The River Lea towpath was a favourite destination. We would take our airguns
there and stage battles; nobody got hurt bar the odd pellet hit, okay,
we were lucky. By this time my 'territory' was Wood Green High Road, Turnpike
Lane, Green Lanes and Seven Sisters Road, Alexandra Palace and of course,
the Lea Valley. Once I reached 16 I needed something with an engine.
I left school at fifteen and a half having taken no GCEs. I suppose
that when we leave school and start to work, that is when we stop being
children so that seems a good place to end this 'Childhood' section.
There is some over-lap since my first scooter did not happen until I was
sixteen. I could have as easily become a Rocker as a Mod. My Nan had
saved £20 for me, and one Sunday, just after my sixteenth birthday,
I set off in search of two wheels and an engine. The Scooter I came home
with ( pushed all the way home) is on my Cars page. With the scooter I
was able to explore the Army ranges near Pirbright. Here I found dozens
of live bullets and lots of bags of cordite - little sacks that are tied
to mortors to fire them. With the cordite I developed crude bombs based on
drilled out broom handles. To ignite them I came up with a percussion and
an electrical fuse, and off we (I had a couple of good friends at the time)

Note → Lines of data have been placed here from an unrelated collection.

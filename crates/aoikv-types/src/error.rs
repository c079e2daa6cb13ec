use thiserror::Error;

/// Errors from store operations (used by the port traits in aoikv-core).
#[derive(Debug, Error)]
pub enum RepositoryError {
    #[error("database connection error")]
    Connection,

    #[error("query error: {0}")]
    Query(String),

    #[error("invalid table name: '{0}'")]
    InvalidTableName(String),

    #[error("invalid database url: {0}")]
    InvalidUrl(String),
}

/// Errors surfaced by the table registry to its callers.
#[derive(Debug, Error)]
pub enum DatabaseError {
    /// The table was never declared in `DatabaseOptions::tables`.
    #[error("Table \"{0}\" is not defined in options. Please provide it!")]
    TableNotDefined(String),

    #[error(transparent)]
    Repository(#[from] RepositoryError),
}

/// Errors from loading the adapter configuration file.
#[derive(Debug, Error)]
pub enum ConfigError {
    #[error("failed to read config {path}: {reason}")]
    Read { path: String, reason: String },

    #[error("failed to parse config {path}: {reason}")]
    Parse { path: String, reason: String },
}

#[cfg(test)]
mod tests {
    use super::*;

    #[test]
    fn test_table_not_defined_display() {
        let err = DatabaseError::TableNotDefined("undeclared_table".to_string());
        assert_eq!(
            err.to_string(),
            "Table \"undeclared_table\" is not defined in options. Please provide it!"
        );
    }

    #[test]
    fn test_repository_error_display() {
        let err = RepositoryError::Query("syntax error".to_string());
        assert_eq!(err.to_string(), "query error: syntax error");
    }

    #[test]
    fn test_repository_error_is_transparent() {
        let err: DatabaseError = RepositoryError::InvalidTableName("a b".to_string()).into();
        assert_eq!(err.to_string(), "invalid table name: 'a b'");
    }

    #[test]
    fn test_invalid_url_display() {
        let err = RepositoryError::InvalidUrl("unknown query parameter `foo`".to_string());
        assert_eq!(
            err.to_string(),
            "invalid database url: unknown query parameter `foo`"
        );
    }

    #[test]
    fn test_config_error_display() {
        let err = ConfigError::Parse {
            path: "config.toml".to_string(),
            reason: "expected `=`".to_string(),
        };
        assert!(err.to_string().contains("config.toml"));
        assert!(err.to_string().contains("expected `=`"));
    }
}
//! Database pool with split reader/writer connections in WAL mode.
//!
//! SQLite allows only one writer at a time. This module provides a `DatabasePool`
//! with a multi-connection reader pool for concurrent reads and a single-connection
//! writer pool for serialized writes. Both use WAL journal mode.

use sqlx::sqlite::{SqliteConnectOptions, SqliteJournalMode, SqlitePool, SqlitePoolOptions};
use std::str::FromStr;

const MAX_READERS: u32 = 8;

/// Split read/write pool for SQLite with WAL mode.
///
/// - `reader`: Multi-connection pool (up to 8) for concurrent SELECT queries.
/// - `writer`: Single-connection pool for serialized DDL and INSERT/UPDATE/DELETE.
#[derive(Clone)]
pub struct DatabasePool {
    pub reader: SqlitePool,
    pub writer: SqlitePool,
}

impl DatabasePool {
    /// Create a pool that connects on first use.
    ///
    /// Only the URL is validated here; no connection is opened. Must be
    /// called from within a tokio runtime.
    pub fn connect_lazy(database_url: &str) -> Result<Self, sqlx::Error> {
        let (read_opts, write_opts) = connect_options(database_url)?;

        let writer = SqlitePoolOptions::new()
            .max_connections(1)
            .connect_lazy_with(write_opts);
        let reader = SqlitePoolOptions::new()
            .max_connections(MAX_READERS)
            .connect_lazy_with(read_opts);

        Ok(Self { reader, writer })
    }

    /// Create a pool and open the writer connection eagerly.
    ///
    /// The writer connects first so the database file exists before any
    /// read-only connection is attempted.
    pub async fn connect(database_url: &str) -> Result<Self, sqlx::Error> {
        let (read_opts, write_opts) = connect_options(database_url)?;

        let writer = SqlitePoolOptions::new()
            .max_connections(1)
            .connect_with(write_opts)
            .await?;

        let reader = SqlitePoolOptions::new()
            .max_connections(MAX_READERS)
            .connect_with(read_opts)
            .await?;

        Ok(Self { reader, writer })
    }
}

/// Reader and writer options for `database_url`.
///
/// Both use WAL journal mode and a 5-second busy timeout; the reader is read-only.
fn connect_options(
    database_url: &str,
) -> Result<(SqliteConnectOptions, SqliteConnectOptions), sqlx::Error> {
    let base_opts = SqliteConnectOptions::from_str(database_url)?
        .journal_mode(SqliteJournalMode::Wal)
        .busy_timeout(std::time::Duration::from_secs(5))
        .create_if_missing(true);

    let read_opts = base_opts.clone().read_only(true);
    Ok((read_opts, base_opts))
}
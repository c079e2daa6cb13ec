//! Host client facade.
//!
//! `BotClient` stands in for the host framework object the registry attaches
//! itself to. It owns the variable source consulted for defaults and, once a
//! `Database` is attached, exposes it through [`BotClient::db`].

use std::sync::{Arc, PoisonError, RwLock};

use crate::database::Database;
use crate::storage::collection::DocumentStore;
use crate::variable::VariableSource;

/// Host framework handle the table registry attaches to.
pub struct BotClient<S: DocumentStore> {
    variables: Arc<dyn VariableSource>,
    db: RwLock<Option<Arc<Database<S>>>>,
}

impl<S: DocumentStore> BotClient<S> {
    /// Create a client that resolves variable defaults through `variables`.
    pub fn new(variables: Arc<dyn VariableSource>) -> Self {
        Self {
            variables,
            db: RwLock::new(None),
        }
    }

    pub fn variables(&self) -> Arc<dyn VariableSource> {
        Arc::clone(&self.variables)
    }

    /// The attached table registry, if any.
    pub fn db(&self) -> Option<Arc<Database<S>>> {
        self.db
            .read()
            .unwrap_or_else(PoisonError::into_inner)
            .clone()
    }

    /// Attach `db` as this client's data-access facade, replacing any previous one.
    pub(crate) fn set_db(&self, db: Arc<Database<S>>) {
        *self.db.write().unwrap_or_else(PoisonError::into_inner) = Some(db);
    }
}
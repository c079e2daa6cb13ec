//! Document store and collection traits.
//!
//! A `DocumentStore` hands out one `Collection` per table name. Collections
//! hold `{ key, value }` documents addressed by composite key.

use aoikv_types::error::RepositoryError;
use aoikv_types::storage::Record;

/// A backing store able to produce table-scoped collection handles.
///
/// Handing out a handle does no IO; the collection is free to create its
/// backing table on first use.
pub trait DocumentStore: Send + Sync {
    type Collection: Collection;

    /// Create a handle for the table `name`.
    fn collection(&self, name: &str) -> Result<Self::Collection, RepositoryError>;
}

/// A single table of `{ key, value }` documents.
///
/// Uses RPITIT (native async fn in traits, Rust 2024 edition).
pub trait Collection: Clone + Send + Sync {
    /// Table name this handle is bound to.
    fn name(&self) -> &str;

    /// Find the document stored under `key`. Returns None if absent.
    fn find_one(
        &self,
        key: &str,
    ) -> impl std::future::Future<Output = Result<Option<Record>, RepositoryError>> + Send;

    /// Insert or fully replace the document with `record.key`.
    fn upsert(
        &self,
        record: &Record,
    ) -> impl std::future::Future<Output = Result<(), RepositoryError>> + Send;

    /// Delete the document under `key`. Returns whether one existed.
    fn delete(
        &self,
        key: &str,
    ) -> impl std::future::Future<Output = Result<bool, RepositoryError>> + Send;

    /// All keys in the table, sorted.
    fn keys(&self) -> impl std::future::Future<Output = Result<Vec<String>, RepositoryError>> + Send;
}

went to the Lea Marshes again. How nobody ever got hurt I will never know
- but we had some big bangs! I would hope that you cannot get on those ranges
now, and that if you can the Army is more careful with its ordanance - it
was when I served.
The new term at Downhills started in September, and on the first
day back I went to see the headmaster, Dr fisher, and left. It was a year
or two before I began to regret what I had thrown away and it was much
longer until I really understood what
Downhills
had given me.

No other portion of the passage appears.